May 2023 HYDROCARBON ENGINEERING 63
Figure 4. Software tools enable better data analysis. Figure 5. Traditional linear scanning (left) vs total focusing method (right).

By firing a single element, the FMC also provides a small dead zone, i.e. a better capability to detect indications close to the surface.

The TFM algorithm consists of coherently summing amplitudes from the FMC data set to focus at every pixel of a region of interest (ROI). It provides improved spatial resolution everywhere within that ROI, which translates into better POD of small, corroded areas, such as pitting.

Figure 5 compares traditional linear PAUT scanning (left) to TFM (right). The sample contains conical holes of various diameters. Clearly, it is extremely difficult to detect conical holes, even the bigger ones, with standard PAUT. By sending energy in all directions, the FMC/TFM becomes sensitive to the conical holes that allow for proper detection and sizing. By focusing everywhere within the ROI, FMC/TFM also becomes sensitive to smaller holes that are representative of shallow pitting. FMC/TFM is an interesting technique when dealing with assets that are susceptible to pitting.

Automated analysis

Data analysis sometimes becomes the bottleneck for making a decision about the integrity of a component, especially when dealing with corrosion mapping, as C-scans can be extremely large. Autosizing tools can be used to speed up the process by automatically analysing a C-scan and extracting useful information about potential corroded indications.

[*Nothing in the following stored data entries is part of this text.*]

use serde::Serialize;

/// Byte-offset to line-number lookup over a source text.
///
/// Lines are 1-indexed. The line of an offset is one plus the number of
/// `\n` characters preceding it.
#[derive(Debug, Clone, Default)]
pub struct LineIndex {
    /// Byte offset of every `\n` in the source, ascending.
    newlines: Vec<usize>,
}

impl LineIndex {
    pub fn new(source: &str) -> Self {
        Self {
            newlines: source
                .bytes()
                .enumerate()
                .filter(|(_, b)| *b == b'\n')
                .map(|(i, _)| i)
                .collect(),
        }
    }

    /// 1-indexed line containing `offset`.
    pub fn line_of(&self, offset: usize) -> usize {
        self.newlines.partition_point(|&nl| nl < offset) + 1
    }
}

/// A `function`, `constructor`, `fallback` or `receive` declaration.
#[derive(Debug, Clone, PartialEq, Eq, Serialize)]
pub struct FunctionInfo {
    pub name: String,
    pub start_line: usize,
    pub end_line: usize,
    /// Declared visibility; `public` when omitted.
    pub visibility: String,
    /// Modifier names attached to the signature, in declaration order.
    pub modifiers: Vec<String>,
    /// Raw text between the matched braces (exclusive).
    pub body: String,
    /// Byte offset of `body` within the source.
    pub body_offset: usize,
    /// Declaration line plus up to two following lines, trimmed.
    pub full_signature: String,
    /// `false` when the closing brace was never found and the body ran to
    /// end of text.
    pub terminated: bool,
}

impl FunctionInfo {
    pub fn is_constructor(&self) -> bool {
        self.name == "constructor"
    }
}

#[derive(Debug, Clone, PartialEq, Eq, Serialize)]
pub struct ModifierInfo {
    pub name: String,
    pub line: usize,
    pub body: String,
}

#[derive(Debug, Clone, PartialEq, Eq, Serialize)]
pub struct VariableInfo {
    pub name: String,
    /// Declared type; the literal `mapping` for mapping types.
    pub var_type: String,
    /// Declared visibility; `internal` when omitted.
    pub visibility: String,
    pub line: usize,
    pub is_constant: bool,
}

impl VariableInfo {
    pub fn is_mapping(&self) -> bool {
        self.var_type == "mapping"
    }
}

/// Immutable structural view of one source text.
///
/// Built once per analysis by `source::parse::parse` and shared read-only
/// by every detector.
#[derive(Debug, Clone, Default)]
pub struct StructuralModel {
    source: String,
    lines: Vec<String>,
    index: LineIndex,
    functions: Vec<FunctionInfo>,
    modifiers: Vec<ModifierInfo>,
    variables: Vec<VariableInfo>,
}

impl StructuralModel {
    pub(crate) fn new(
        source: &str,
        functions: Vec<FunctionInfo>,
        modifiers: Vec<ModifierInfo>,
        variables: Vec<VariableInfo>,
    ) -> Self {
        Self {
            source: source.to_string(),
            lines: source.lines().map(str::to_string).collect(),
            index: LineIndex::new(source),
            functions,
            modifiers,
            variables,
        }
    }

    pub fn source(&self) -> &str {
        &self.source
    }

    /// Text of a 1-indexed line, if it exists.
    pub fn line(&self, line: usize) -> Option<&str> {
        line.checked_sub(1)
            .and_then(|i| self.lines.get(i))
            .map(String::as_str)
    }

    pub fn line_of(&self, offset: usize) -> usize {
        self.index.line_of(offset)
    }

    pub fn functions(&self) -> &[FunctionInfo] {
        &self.functions
    }

    pub fn modifiers(&self) -> &[ModifierInfo] {
        &self.modifiers
    }

    pub fn variables(&self) -> &[VariableInfo] {
        &self.variables
    }

    /// Number of functions whose body was closed by a matching brace or
    /// whose declaration ended with `;`.
    pub fn terminated_function_count(&self) -> usize {
        self.functions.iter().filter(|f| f.terminated).count()
    }
}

Such algorithms have been implemented in commercially-available software. By simply defining a minimum thickness threshold, operators can quickly analyse a full corrosion map. The algorithm looks for minima in the corrosion map, and sizes corroded areas along both directions – scanning and indexing.

The NDT data acquisition and analysis software automatically detects all of the indications within the area corresponding to these criteria, and creates a table of indications. The table is fully customisable (length, width, remaining thickness, positions, etc.), and indications can be rearranged and merged. Operators can then look through the table of indications created by the software to finalise the analysis, merging and deleting indications as necessary.

Conclusion

By exploiting the synergies between different product lines, Eddyfi Technologies proposes solutions for technicians performing corrosion mapping inspections. Both the modularity of scanners and integration with software enables operators to set up inspections quickly, easily and efficiently. All of the tools are available for corrosion mapping inspections, particularly for coated/painted assets and assets with massive corrosion. TFM further enhances the capability of detection of small pitting, while autosizing allows for characterisation of a large corrosion map, quickly. All of this leads to best practices for corrosion mapping, with advanced UTs.